Would you please copy every line from the records that contains the word "PointSet"?

________________________

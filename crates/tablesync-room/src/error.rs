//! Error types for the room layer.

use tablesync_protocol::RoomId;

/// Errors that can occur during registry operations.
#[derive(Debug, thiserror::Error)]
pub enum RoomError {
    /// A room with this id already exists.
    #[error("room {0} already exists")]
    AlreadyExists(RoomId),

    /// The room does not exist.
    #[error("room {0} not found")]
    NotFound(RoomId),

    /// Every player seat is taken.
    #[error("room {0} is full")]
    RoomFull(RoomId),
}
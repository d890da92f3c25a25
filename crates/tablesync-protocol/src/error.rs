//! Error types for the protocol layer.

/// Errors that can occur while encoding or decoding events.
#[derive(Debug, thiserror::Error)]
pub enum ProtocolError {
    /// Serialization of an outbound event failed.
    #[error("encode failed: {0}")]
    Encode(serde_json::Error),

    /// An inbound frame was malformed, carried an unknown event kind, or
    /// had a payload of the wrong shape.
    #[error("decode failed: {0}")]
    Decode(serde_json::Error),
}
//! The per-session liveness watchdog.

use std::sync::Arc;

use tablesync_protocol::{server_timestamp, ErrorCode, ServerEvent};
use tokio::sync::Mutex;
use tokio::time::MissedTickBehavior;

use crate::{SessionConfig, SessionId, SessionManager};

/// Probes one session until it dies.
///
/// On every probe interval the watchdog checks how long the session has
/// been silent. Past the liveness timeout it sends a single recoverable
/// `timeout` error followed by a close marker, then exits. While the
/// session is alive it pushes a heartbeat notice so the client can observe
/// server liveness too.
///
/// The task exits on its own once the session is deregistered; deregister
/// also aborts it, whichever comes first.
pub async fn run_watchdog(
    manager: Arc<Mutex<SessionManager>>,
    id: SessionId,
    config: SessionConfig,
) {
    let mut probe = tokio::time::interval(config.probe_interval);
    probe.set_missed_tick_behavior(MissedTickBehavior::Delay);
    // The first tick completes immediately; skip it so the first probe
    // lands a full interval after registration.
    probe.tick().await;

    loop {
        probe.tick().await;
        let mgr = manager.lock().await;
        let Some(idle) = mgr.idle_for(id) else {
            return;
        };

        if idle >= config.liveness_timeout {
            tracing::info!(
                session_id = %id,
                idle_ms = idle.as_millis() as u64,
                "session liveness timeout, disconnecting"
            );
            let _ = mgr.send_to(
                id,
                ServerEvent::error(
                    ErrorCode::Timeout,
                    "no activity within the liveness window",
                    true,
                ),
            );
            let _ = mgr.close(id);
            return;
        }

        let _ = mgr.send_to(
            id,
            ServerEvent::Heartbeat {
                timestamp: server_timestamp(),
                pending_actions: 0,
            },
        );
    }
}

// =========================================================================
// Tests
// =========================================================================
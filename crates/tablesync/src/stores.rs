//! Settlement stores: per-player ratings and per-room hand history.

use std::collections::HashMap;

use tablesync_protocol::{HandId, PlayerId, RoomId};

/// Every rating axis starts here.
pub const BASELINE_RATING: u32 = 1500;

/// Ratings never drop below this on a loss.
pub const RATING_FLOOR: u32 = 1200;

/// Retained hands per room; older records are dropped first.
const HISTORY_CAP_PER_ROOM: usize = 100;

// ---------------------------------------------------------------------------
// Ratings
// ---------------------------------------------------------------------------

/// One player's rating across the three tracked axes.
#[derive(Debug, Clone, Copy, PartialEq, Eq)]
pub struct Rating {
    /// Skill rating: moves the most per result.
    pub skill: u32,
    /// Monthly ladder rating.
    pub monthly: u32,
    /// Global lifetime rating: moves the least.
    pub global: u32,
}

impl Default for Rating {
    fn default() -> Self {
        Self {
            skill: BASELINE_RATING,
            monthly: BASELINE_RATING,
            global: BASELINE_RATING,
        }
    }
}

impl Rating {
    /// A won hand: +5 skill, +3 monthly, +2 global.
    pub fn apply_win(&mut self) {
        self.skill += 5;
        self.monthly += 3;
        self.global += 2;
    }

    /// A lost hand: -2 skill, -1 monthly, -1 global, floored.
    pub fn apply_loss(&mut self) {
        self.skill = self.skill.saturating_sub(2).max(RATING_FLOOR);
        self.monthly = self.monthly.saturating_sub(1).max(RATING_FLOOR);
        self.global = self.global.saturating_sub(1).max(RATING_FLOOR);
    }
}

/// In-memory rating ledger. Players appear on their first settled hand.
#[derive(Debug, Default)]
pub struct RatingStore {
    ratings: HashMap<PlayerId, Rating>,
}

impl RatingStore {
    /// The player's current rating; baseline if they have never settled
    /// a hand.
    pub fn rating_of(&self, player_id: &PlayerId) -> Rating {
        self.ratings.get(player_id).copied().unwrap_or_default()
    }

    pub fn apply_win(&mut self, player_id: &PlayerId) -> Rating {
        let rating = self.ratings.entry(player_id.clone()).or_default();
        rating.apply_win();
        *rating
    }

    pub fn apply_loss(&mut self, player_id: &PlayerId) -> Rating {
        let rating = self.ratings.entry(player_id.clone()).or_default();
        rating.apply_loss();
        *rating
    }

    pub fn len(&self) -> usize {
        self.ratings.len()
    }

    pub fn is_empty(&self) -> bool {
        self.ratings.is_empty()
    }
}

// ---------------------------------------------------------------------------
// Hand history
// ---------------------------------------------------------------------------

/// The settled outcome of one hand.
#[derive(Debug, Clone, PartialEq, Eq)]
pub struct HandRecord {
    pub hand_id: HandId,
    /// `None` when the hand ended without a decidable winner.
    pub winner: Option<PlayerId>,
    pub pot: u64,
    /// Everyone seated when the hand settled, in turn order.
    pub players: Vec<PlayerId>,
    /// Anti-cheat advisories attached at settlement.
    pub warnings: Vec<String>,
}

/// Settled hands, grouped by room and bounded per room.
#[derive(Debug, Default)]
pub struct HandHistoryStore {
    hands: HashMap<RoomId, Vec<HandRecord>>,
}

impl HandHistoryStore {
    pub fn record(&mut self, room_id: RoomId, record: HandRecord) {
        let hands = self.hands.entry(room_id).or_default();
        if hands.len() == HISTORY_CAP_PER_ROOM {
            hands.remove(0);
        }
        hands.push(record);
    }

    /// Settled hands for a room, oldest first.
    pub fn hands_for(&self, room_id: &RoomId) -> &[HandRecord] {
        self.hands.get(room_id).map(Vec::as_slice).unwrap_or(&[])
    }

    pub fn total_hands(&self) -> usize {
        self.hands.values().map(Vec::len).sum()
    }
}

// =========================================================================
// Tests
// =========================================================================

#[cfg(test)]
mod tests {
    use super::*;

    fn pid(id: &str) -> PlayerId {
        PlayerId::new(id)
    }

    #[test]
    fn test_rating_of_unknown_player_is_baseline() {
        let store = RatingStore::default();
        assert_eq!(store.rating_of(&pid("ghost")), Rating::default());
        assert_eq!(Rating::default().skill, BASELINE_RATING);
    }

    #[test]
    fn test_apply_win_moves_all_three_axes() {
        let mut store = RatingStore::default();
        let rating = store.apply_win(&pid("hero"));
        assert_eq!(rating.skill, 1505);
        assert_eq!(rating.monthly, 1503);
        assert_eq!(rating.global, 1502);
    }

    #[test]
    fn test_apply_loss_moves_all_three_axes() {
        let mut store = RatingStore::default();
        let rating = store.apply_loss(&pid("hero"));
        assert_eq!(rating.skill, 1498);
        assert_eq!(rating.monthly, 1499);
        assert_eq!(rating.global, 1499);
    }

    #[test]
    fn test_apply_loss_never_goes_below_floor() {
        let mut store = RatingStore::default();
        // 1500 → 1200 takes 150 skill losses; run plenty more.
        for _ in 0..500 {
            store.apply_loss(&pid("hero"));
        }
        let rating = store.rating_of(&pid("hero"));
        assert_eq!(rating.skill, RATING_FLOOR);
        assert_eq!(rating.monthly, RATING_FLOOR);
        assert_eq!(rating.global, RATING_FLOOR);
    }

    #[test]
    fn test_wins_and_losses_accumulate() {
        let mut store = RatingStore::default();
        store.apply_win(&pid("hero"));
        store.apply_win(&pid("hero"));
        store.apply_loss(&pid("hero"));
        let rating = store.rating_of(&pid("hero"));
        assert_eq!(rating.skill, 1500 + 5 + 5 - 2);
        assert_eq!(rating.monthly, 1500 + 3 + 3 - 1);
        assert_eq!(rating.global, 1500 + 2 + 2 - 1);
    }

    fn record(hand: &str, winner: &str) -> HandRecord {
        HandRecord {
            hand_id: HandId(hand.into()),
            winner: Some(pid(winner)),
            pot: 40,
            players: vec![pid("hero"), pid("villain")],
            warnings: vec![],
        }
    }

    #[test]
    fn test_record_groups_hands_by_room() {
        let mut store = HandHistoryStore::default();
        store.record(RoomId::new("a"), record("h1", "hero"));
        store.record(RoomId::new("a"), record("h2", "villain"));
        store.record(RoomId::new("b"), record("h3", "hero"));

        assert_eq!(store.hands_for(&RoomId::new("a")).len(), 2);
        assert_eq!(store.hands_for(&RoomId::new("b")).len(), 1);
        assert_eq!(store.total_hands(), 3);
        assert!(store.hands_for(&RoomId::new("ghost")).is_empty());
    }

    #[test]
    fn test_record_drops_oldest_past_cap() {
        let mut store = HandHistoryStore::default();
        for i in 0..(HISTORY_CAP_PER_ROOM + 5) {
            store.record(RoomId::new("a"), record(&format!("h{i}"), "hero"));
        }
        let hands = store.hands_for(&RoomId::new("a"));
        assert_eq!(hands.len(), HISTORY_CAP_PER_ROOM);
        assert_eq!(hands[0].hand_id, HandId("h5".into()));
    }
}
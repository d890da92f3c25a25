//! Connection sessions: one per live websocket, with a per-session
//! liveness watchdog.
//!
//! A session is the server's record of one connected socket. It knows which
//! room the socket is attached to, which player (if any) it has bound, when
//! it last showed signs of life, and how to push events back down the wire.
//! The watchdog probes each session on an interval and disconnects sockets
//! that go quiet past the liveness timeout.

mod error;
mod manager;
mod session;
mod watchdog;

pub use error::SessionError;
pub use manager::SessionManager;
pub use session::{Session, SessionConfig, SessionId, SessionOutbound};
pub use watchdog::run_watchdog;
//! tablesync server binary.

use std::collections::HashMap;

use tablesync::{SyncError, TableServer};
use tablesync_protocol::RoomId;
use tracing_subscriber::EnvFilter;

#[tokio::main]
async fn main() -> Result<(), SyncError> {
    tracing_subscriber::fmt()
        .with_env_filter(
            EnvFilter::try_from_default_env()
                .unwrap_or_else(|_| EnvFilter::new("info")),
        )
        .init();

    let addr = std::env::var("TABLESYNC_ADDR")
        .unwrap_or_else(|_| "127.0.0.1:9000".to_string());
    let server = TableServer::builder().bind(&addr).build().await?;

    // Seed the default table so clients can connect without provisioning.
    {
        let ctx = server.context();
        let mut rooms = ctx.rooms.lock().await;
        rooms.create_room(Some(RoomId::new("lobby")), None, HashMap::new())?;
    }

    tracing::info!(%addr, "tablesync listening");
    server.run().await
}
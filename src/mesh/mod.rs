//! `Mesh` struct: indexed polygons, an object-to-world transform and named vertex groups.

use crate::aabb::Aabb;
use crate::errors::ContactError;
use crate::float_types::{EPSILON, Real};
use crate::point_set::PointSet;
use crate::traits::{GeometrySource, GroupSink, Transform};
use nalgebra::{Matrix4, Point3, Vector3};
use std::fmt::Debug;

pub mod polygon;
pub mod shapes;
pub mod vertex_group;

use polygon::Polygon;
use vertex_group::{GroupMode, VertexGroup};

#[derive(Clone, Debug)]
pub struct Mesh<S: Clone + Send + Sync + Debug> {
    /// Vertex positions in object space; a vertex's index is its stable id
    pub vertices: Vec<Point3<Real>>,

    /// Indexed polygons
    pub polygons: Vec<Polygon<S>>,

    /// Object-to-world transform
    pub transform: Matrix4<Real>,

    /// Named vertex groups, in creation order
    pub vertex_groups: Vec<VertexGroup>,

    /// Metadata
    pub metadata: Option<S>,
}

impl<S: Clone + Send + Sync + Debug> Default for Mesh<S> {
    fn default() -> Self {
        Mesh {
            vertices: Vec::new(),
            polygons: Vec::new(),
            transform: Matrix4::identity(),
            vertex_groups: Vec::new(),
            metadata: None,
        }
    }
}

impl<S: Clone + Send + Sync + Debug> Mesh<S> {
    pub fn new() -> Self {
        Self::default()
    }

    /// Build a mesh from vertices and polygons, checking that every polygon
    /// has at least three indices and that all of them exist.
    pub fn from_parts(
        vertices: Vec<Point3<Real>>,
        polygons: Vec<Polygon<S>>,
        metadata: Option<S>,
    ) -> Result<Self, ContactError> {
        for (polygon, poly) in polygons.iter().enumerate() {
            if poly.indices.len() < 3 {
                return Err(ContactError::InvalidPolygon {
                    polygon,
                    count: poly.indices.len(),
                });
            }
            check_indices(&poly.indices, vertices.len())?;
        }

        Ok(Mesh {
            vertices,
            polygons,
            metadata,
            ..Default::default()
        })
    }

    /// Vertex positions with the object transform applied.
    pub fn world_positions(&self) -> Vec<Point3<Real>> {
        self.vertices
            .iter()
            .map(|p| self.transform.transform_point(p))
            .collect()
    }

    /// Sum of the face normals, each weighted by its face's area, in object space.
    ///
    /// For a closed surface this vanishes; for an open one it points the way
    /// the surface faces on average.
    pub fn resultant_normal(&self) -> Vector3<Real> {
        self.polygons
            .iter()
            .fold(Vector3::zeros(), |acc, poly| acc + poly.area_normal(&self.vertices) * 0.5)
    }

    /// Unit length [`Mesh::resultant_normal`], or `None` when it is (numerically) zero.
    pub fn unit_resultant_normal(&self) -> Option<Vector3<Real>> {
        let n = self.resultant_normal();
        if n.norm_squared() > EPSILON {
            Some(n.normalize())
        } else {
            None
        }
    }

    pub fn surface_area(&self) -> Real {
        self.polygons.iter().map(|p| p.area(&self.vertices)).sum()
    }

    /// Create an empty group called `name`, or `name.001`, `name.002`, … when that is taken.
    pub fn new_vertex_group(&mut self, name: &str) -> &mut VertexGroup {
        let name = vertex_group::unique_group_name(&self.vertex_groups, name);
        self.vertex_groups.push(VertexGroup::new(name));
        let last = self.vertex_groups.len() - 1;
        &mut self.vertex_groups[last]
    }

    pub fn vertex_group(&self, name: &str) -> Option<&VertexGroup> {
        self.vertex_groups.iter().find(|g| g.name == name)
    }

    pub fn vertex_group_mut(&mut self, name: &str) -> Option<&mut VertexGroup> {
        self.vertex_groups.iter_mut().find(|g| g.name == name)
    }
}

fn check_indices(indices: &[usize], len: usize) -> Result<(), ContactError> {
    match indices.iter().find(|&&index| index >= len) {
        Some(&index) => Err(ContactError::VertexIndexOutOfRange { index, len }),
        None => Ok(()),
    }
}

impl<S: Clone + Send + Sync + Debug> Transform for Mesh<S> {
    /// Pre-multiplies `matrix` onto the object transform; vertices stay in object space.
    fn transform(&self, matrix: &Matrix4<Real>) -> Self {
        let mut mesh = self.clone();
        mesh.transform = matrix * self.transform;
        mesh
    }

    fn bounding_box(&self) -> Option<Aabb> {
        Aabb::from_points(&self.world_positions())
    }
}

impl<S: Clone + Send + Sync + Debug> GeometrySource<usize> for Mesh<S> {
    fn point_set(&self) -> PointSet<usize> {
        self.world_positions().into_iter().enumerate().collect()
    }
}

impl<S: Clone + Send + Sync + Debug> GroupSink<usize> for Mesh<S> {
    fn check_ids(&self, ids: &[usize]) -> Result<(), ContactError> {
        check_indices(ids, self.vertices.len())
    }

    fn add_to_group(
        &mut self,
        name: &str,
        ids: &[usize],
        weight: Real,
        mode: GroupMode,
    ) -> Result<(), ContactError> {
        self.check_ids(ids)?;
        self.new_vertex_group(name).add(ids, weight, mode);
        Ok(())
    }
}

________________________

[Expected output]:
use crate::point_set::PointSet;
    fn point_set(&self) -> PointSet<usize> {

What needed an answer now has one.